Saved entries:
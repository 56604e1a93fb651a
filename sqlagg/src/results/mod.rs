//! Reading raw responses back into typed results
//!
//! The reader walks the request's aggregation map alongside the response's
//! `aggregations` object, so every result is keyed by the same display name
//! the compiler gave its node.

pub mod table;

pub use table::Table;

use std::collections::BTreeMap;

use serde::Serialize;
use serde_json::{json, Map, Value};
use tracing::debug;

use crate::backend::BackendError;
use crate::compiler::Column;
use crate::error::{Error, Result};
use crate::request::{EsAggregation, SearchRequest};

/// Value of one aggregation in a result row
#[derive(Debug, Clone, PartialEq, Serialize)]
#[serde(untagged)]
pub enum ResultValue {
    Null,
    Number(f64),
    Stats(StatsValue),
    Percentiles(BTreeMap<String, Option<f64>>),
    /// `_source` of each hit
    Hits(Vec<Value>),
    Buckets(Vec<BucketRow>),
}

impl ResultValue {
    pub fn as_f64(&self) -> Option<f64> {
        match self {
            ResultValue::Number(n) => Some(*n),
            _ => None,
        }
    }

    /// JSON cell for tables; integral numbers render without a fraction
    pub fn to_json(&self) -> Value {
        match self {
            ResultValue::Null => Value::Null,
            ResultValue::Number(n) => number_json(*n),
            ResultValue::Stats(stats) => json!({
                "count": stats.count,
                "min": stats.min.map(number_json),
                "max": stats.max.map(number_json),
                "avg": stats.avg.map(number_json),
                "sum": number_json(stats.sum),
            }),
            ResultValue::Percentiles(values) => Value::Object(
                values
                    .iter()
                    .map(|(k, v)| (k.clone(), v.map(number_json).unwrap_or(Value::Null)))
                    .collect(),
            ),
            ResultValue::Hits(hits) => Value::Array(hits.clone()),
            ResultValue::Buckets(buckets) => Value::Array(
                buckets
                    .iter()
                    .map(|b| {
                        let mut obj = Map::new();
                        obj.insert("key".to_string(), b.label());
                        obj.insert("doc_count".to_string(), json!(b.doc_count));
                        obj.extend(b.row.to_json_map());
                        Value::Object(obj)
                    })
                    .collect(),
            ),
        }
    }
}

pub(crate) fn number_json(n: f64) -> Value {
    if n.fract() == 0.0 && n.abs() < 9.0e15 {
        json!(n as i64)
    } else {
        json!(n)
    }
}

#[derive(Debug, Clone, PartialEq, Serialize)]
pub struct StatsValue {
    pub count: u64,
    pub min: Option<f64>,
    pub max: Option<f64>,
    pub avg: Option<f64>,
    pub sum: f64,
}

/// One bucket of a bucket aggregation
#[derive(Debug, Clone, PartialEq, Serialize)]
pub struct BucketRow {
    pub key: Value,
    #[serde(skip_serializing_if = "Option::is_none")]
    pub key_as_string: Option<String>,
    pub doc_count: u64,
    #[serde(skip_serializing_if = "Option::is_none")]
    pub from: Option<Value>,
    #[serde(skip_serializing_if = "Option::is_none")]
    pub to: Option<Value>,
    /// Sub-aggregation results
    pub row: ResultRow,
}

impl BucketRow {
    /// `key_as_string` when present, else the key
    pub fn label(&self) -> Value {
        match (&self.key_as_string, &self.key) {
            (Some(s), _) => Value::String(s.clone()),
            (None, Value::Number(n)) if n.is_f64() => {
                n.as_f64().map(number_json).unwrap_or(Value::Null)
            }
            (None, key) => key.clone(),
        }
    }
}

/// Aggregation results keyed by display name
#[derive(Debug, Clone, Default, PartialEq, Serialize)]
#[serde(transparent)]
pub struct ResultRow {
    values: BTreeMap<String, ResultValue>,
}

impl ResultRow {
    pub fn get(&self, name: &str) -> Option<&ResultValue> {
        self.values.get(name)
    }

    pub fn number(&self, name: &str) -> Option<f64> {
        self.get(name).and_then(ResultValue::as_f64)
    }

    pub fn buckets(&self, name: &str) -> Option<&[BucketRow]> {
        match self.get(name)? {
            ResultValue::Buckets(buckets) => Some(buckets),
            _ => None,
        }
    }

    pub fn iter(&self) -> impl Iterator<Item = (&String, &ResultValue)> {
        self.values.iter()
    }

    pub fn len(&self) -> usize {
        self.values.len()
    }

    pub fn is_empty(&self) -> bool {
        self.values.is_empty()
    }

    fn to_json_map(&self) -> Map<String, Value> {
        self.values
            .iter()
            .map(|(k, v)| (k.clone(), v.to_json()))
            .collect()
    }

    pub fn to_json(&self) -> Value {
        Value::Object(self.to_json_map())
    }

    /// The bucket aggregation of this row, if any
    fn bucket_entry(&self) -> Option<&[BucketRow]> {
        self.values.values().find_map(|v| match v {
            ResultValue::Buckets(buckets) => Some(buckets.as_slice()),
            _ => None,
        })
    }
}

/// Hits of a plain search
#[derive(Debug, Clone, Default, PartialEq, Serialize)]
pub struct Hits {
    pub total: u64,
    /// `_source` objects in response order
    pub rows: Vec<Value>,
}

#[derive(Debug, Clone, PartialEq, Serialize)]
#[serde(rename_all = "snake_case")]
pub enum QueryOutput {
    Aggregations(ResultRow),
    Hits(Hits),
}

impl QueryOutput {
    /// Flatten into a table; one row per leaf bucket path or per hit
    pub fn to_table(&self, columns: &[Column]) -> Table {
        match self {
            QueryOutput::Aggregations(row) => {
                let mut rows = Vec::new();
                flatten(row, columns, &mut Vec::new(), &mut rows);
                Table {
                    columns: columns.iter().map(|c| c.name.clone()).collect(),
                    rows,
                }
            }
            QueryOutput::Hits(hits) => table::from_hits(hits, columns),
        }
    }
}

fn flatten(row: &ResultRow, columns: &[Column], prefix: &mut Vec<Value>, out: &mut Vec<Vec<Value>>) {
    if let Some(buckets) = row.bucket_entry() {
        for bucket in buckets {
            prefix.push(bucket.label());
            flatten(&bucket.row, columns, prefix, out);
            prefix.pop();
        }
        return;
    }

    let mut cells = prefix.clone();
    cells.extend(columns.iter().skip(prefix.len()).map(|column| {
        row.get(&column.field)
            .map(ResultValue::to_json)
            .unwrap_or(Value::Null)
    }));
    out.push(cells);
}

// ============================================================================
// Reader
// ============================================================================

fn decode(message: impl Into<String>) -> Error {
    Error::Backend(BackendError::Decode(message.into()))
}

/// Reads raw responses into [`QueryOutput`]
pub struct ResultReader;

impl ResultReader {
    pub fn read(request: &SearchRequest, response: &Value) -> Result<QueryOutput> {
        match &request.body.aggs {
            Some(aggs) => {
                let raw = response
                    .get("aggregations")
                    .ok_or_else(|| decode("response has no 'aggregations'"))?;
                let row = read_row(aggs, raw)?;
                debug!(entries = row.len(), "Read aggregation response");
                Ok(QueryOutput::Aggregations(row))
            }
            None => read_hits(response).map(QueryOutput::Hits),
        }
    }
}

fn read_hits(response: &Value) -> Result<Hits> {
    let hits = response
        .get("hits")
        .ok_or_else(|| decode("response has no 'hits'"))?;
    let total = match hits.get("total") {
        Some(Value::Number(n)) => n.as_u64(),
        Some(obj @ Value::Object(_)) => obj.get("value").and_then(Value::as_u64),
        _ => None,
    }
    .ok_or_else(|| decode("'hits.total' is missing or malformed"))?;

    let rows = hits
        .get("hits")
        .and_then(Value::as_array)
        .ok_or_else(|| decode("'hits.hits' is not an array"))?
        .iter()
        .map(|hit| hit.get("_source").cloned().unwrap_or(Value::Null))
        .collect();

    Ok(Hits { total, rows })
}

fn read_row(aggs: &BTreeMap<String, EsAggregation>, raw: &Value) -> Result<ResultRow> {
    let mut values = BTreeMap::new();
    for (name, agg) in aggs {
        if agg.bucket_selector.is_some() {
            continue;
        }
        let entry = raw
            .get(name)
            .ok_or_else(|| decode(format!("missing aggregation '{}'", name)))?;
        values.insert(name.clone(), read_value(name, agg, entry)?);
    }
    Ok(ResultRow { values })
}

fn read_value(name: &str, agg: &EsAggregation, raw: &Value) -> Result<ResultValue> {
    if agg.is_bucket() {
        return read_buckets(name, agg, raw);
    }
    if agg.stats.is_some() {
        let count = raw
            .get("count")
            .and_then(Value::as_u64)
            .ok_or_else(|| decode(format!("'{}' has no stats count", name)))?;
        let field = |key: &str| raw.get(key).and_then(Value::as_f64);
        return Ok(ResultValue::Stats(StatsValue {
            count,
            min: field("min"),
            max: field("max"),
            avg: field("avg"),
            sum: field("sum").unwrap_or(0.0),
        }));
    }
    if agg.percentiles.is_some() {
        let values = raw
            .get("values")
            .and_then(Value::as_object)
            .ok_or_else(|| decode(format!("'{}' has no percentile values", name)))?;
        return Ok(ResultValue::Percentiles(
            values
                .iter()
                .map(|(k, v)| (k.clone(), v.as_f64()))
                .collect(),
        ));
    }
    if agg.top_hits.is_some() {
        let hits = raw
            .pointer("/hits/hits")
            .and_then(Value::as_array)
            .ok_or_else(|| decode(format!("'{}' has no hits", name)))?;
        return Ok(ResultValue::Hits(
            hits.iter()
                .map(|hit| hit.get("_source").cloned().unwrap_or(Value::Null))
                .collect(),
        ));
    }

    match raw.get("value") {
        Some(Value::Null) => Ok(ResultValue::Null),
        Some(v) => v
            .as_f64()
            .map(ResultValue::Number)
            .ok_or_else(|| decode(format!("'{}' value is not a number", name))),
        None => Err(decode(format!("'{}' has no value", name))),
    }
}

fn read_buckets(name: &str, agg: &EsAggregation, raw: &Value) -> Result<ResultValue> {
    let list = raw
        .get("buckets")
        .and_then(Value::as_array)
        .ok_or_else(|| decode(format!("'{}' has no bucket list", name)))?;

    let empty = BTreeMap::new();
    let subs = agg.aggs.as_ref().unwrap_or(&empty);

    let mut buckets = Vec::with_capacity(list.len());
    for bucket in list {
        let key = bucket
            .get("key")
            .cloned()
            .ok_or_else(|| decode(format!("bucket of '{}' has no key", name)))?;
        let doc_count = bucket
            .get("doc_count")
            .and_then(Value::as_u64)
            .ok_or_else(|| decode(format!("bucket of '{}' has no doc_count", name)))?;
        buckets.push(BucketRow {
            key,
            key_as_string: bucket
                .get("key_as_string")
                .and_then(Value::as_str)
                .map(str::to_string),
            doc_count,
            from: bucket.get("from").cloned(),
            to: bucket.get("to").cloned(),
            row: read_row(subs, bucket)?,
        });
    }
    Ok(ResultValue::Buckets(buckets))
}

Your assignment
Pull out every line of the entries that includes the word "results".

Solution for this task
filename sqlagg/src/results/mod.rs
//! Reading raw responses back into typed results
    /// Sub-aggregation results
/// Aggregation results keyed by display name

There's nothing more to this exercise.